**Your task**
When you reach the line containing "repository a579f2964891dd12" in the data below, begin returning lines exactly as written, and stop once the line containing "Convenience constructor for" has been returned.

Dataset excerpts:
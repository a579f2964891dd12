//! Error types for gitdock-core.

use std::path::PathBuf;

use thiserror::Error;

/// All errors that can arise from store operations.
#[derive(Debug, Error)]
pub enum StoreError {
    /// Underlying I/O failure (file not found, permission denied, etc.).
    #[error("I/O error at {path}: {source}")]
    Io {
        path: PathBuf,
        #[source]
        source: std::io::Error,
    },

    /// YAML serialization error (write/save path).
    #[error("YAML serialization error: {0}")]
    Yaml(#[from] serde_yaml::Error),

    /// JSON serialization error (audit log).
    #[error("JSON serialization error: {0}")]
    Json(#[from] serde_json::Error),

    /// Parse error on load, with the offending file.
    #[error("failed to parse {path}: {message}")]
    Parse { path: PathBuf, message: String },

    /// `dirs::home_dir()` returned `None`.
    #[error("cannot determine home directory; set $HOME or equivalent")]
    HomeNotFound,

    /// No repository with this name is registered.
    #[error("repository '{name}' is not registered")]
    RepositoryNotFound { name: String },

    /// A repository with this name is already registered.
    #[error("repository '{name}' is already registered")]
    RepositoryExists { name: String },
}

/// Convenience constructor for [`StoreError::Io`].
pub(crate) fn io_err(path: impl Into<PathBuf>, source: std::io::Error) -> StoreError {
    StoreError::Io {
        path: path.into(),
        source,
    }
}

--

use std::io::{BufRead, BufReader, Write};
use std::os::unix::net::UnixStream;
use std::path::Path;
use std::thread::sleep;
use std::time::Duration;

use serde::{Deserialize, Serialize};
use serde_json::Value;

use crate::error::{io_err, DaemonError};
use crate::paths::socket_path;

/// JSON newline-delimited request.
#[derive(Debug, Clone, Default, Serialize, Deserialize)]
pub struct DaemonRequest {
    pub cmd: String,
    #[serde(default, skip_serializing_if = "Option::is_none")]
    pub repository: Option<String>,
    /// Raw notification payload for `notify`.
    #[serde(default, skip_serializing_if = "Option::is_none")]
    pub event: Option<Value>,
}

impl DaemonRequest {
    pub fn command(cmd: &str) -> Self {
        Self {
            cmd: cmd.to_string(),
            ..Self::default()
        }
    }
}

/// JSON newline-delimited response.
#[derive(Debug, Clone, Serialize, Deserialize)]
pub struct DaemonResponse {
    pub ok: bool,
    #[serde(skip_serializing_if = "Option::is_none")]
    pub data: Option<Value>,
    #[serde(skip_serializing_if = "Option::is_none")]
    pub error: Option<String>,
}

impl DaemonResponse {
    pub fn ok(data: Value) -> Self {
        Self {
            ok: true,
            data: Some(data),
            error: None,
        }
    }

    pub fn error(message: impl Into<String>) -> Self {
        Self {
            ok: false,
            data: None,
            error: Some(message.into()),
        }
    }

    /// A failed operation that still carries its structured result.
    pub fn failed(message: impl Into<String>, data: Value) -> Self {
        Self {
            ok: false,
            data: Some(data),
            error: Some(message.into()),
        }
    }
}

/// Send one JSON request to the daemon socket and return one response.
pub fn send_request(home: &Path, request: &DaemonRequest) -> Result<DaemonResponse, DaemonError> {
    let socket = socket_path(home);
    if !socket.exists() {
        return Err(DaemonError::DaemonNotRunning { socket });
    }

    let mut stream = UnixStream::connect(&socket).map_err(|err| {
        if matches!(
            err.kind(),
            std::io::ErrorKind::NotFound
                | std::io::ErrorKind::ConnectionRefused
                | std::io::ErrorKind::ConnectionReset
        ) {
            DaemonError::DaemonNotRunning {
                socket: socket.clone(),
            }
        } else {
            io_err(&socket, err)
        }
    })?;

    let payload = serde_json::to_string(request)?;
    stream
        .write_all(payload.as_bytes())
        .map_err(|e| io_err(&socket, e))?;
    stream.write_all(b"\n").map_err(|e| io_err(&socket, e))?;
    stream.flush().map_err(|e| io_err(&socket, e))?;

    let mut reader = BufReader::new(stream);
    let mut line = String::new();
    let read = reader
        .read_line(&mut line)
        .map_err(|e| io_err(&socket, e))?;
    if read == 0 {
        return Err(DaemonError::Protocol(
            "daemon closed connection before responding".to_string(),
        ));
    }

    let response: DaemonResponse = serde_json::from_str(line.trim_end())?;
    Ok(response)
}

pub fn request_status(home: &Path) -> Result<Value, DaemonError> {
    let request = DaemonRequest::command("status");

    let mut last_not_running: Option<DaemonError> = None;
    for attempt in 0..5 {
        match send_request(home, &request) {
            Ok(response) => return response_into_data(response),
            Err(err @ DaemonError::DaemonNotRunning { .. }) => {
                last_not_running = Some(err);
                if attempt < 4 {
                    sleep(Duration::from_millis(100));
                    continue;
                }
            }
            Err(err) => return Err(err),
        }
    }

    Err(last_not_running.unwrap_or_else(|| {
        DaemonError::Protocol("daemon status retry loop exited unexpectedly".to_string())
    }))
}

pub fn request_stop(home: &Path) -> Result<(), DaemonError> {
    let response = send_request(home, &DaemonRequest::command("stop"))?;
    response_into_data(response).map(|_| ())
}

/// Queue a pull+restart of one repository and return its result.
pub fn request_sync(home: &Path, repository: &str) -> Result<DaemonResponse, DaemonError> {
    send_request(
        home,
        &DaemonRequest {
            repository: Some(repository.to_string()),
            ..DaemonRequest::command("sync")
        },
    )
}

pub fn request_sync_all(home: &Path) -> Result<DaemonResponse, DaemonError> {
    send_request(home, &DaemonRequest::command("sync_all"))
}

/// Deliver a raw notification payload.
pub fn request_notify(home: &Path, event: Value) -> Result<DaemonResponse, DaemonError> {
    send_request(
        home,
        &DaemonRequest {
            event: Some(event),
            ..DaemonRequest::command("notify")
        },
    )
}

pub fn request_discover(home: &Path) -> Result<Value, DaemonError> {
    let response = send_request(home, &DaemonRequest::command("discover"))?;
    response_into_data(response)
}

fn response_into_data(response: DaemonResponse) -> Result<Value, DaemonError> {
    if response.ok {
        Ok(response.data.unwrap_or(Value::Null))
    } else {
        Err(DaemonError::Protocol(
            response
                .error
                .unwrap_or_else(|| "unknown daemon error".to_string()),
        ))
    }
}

* * *

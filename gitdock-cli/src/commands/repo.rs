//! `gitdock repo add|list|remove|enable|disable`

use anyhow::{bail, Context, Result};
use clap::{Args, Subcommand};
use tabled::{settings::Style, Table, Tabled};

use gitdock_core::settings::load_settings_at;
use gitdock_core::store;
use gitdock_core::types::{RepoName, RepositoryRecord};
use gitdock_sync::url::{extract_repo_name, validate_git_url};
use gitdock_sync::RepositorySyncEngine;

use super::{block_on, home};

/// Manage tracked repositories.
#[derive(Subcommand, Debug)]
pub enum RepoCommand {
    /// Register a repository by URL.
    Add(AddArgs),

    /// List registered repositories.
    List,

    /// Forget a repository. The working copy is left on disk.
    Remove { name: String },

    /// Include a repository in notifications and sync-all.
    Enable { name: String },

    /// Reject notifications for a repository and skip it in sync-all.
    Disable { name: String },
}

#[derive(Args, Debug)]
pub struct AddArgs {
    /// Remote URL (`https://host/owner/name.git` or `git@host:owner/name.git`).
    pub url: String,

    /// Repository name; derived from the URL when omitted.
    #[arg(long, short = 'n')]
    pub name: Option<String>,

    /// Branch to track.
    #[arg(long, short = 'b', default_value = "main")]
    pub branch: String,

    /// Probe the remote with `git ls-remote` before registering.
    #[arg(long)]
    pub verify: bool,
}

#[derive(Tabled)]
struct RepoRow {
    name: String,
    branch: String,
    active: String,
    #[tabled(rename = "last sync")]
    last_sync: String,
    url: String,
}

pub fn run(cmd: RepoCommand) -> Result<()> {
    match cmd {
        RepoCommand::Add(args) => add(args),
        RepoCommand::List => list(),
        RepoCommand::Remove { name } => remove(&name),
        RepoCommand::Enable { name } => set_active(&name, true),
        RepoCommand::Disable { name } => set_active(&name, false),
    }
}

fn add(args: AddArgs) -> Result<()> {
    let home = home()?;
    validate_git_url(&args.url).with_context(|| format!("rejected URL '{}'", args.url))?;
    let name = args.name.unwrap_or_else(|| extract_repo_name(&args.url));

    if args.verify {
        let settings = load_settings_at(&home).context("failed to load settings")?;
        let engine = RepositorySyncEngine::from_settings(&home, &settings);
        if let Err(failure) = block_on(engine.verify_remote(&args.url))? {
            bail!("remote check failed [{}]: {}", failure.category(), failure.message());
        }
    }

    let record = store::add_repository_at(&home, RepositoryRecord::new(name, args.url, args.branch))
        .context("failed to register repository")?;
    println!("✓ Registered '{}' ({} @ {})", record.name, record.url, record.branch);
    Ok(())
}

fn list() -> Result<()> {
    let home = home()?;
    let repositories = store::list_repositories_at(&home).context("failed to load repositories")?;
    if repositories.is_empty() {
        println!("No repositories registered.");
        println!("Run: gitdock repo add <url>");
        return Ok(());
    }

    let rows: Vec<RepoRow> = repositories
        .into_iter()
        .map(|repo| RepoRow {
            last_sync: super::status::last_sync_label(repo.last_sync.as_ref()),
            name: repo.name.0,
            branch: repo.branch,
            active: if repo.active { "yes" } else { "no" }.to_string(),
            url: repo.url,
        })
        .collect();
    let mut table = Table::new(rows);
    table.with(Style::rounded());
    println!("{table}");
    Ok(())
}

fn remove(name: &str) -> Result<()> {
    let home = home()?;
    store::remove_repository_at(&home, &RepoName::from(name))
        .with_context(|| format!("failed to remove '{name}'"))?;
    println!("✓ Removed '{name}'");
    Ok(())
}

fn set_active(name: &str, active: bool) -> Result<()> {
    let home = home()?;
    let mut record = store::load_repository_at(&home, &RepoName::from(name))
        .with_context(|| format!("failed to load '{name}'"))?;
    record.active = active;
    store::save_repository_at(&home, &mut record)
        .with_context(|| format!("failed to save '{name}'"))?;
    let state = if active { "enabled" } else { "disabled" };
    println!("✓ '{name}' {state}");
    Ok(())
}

**Completed task**
repository a579f2964891dd12
//! Error types for gitdock-core.

use std::path::PathBuf;

use thiserror::Error;

/// All errors that can arise from store operations.
#[derive(Debug, Error)]
pub enum StoreError {
    /// Underlying I/O failure (file not found, permission denied, etc.).
    #[error("I/O error at {path}: {source}")]
    Io {
        path: PathBuf,
        #[source]
        source: std::io::Error,
    },

    /// YAML serialization error (write/save path).
    #[error("YAML serialization error: {0}")]
    Yaml(#[from] serde_yaml::Error),

    /// JSON serialization error (audit log).
    #[error("JSON serialization error: {0}")]
    Json(#[from] serde_json::Error),

    /// Parse error on load, with the offending file.
    #[error("failed to parse {path}: {message}")]
    Parse { path: PathBuf, message: String },

    /// `dirs::home_dir()` returned `None`.
    #[error("cannot determine home directory; set $HOME or equivalent")]
    HomeNotFound,

    /// No repository with this name is registered.
    #[error("repository '{name}' is not registered")]
    RepositoryNotFound { name: String },

    /// A repository with this name is already registered.
    #[error("repository '{name}' is already registered")]
    RepositoryExists { name: String },
}

/// Convenience constructor for [`StoreError::Io`].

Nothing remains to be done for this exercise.